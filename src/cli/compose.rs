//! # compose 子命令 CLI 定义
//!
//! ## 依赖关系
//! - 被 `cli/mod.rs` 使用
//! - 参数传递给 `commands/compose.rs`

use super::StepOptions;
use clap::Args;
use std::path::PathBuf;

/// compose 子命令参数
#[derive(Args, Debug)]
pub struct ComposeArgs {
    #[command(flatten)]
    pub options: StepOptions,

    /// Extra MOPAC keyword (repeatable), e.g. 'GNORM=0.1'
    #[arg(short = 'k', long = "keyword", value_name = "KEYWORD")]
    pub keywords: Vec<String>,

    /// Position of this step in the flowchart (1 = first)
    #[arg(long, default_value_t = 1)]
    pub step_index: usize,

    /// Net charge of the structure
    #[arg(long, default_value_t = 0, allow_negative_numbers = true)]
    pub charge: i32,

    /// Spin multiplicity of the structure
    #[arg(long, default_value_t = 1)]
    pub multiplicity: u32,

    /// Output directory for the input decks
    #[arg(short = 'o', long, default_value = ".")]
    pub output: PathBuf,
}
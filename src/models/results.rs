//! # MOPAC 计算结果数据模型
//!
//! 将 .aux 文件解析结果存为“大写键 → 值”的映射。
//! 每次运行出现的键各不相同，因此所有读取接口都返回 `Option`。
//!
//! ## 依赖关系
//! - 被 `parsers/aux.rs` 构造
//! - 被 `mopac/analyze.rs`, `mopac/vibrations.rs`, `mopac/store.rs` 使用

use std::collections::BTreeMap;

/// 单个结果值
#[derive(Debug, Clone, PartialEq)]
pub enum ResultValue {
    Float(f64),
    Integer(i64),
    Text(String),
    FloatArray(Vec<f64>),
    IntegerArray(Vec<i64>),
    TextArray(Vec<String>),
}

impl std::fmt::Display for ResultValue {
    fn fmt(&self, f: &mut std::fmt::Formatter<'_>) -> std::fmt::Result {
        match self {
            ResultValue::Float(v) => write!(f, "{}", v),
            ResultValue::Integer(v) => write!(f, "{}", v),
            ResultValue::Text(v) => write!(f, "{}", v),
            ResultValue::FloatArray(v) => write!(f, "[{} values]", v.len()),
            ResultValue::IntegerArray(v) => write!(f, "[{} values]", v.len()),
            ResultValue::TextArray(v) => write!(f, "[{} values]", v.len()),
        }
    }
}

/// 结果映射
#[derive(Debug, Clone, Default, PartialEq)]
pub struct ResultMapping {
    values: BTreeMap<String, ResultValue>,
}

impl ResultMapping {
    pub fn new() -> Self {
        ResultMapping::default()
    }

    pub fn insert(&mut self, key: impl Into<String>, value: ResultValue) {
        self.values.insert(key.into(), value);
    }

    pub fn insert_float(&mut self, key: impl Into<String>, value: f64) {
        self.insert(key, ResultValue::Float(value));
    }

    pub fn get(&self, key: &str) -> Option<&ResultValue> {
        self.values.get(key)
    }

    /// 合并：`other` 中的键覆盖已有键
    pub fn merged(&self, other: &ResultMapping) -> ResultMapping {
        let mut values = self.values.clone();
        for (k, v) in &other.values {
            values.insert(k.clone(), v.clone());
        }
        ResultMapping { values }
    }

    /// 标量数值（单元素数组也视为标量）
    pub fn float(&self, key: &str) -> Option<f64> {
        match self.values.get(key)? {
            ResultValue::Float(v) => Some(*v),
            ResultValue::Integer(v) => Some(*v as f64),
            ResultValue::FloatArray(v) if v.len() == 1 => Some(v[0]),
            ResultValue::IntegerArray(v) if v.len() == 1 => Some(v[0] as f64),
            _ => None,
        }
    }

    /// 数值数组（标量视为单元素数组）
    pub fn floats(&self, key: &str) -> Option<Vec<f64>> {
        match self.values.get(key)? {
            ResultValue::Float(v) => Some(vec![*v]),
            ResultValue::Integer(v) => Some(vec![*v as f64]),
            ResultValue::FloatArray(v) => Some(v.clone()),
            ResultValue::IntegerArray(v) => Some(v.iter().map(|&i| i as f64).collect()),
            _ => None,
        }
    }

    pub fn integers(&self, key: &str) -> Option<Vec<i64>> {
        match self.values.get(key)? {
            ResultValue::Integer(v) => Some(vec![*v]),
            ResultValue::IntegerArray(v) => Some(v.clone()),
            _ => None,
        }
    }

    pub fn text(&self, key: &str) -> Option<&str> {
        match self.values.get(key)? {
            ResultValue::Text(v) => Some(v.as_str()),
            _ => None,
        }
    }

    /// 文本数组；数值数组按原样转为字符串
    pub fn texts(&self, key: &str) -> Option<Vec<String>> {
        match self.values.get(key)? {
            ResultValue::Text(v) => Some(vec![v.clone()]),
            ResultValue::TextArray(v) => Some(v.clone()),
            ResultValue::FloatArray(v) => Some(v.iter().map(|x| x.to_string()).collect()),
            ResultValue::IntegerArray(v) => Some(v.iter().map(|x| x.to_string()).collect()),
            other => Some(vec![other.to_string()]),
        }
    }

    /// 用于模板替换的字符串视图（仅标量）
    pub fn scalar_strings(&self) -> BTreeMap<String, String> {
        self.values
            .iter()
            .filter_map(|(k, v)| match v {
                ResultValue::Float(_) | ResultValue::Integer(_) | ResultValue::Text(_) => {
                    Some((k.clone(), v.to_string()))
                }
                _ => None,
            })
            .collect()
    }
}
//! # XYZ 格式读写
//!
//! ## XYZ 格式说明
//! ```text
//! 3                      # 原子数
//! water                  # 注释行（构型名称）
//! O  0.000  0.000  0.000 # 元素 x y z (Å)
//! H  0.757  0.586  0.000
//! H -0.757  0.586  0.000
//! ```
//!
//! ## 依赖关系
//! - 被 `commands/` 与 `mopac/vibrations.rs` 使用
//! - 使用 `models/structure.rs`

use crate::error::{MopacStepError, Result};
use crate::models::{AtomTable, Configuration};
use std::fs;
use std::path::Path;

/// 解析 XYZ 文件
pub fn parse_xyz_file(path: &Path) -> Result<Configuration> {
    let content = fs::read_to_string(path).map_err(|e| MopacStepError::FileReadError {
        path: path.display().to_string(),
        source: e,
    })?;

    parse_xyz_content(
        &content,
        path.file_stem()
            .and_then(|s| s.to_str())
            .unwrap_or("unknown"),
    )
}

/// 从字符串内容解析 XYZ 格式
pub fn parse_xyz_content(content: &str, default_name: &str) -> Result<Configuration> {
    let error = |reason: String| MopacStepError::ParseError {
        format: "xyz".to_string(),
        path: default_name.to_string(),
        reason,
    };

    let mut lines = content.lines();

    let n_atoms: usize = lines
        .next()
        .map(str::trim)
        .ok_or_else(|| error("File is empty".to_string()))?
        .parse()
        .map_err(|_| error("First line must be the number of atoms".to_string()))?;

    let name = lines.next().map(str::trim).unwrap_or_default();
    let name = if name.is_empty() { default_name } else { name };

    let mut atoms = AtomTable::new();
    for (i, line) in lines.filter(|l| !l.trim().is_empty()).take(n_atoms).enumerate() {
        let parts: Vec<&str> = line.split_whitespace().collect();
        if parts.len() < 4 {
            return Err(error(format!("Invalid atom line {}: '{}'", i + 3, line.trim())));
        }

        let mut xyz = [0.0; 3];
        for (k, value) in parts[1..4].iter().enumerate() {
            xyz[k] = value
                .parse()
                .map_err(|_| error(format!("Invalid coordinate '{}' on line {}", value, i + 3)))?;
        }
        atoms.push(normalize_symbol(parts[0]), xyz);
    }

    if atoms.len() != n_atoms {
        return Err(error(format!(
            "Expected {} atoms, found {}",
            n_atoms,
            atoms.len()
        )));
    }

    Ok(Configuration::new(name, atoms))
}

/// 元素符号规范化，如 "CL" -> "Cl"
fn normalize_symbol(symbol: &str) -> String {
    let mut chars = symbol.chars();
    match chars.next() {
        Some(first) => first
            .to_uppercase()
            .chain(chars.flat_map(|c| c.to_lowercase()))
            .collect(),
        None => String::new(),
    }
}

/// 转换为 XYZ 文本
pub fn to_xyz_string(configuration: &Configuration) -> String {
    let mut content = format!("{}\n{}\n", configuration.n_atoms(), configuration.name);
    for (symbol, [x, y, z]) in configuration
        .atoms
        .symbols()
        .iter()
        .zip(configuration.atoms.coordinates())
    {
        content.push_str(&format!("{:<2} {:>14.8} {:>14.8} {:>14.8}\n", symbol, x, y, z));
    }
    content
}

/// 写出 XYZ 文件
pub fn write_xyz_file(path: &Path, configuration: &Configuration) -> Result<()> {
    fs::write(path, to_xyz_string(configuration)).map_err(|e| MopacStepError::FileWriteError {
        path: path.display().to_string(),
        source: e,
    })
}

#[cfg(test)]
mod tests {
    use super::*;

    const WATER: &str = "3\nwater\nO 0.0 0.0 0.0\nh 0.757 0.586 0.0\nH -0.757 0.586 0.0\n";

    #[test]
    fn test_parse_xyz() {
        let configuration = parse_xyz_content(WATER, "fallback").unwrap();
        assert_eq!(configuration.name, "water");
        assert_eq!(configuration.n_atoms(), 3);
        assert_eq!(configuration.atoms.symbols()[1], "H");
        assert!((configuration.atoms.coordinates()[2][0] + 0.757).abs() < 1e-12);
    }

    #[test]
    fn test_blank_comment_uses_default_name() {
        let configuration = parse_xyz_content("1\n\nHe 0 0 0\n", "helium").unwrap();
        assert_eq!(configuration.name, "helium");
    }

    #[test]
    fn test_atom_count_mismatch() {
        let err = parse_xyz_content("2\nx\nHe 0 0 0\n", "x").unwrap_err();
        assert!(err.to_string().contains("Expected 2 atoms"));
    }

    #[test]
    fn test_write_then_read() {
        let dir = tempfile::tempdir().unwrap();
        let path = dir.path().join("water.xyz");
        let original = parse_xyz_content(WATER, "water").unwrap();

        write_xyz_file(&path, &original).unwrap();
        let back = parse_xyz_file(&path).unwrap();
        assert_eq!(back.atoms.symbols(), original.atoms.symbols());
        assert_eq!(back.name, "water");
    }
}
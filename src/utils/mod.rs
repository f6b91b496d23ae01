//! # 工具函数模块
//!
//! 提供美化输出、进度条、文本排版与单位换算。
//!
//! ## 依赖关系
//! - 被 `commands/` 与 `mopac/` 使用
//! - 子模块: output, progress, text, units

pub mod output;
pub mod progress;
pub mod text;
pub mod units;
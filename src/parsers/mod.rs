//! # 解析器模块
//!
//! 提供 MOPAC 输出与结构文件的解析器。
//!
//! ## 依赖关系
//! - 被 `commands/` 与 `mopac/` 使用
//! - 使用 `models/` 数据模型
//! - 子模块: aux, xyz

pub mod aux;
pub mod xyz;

========================================

▶ [WORK REQUIRED]
Could you set down, exactly as written, the lines above between the one holding "use super::StepOptions;" and the one holding "the input decks", inclusive, and nothing more?

▶ [ANSWER AREA]
use super::StepOptions;
use clap::Args;
use std::path::PathBuf;

/// compose 子命令参数
#[derive(Args, Debug)]
pub struct ComposeArgs {
    #[command(flatten)]
    pub options: StepOptions,

    /// Extra MOPAC keyword (repeatable), e.g. 'GNORM=0.1'
    #[arg(short = 'k', long = "keyword", value_name = "KEYWORD")]
    pub keywords: Vec<String>,

    /// Position of this step in the flowchart (1 = first)
    #[arg(long, default_value_t = 1)]
    pub step_index: usize,

    /// Net charge of the structure
    #[arg(long, default_value_t = 0, allow_negative_numbers = true)]
    pub charge: i32,

    /// Spin multiplicity of the structure
    #[arg(long, default_value_t = 1)]
    pub multiplicity: u32,

    /// Output directory for the input decks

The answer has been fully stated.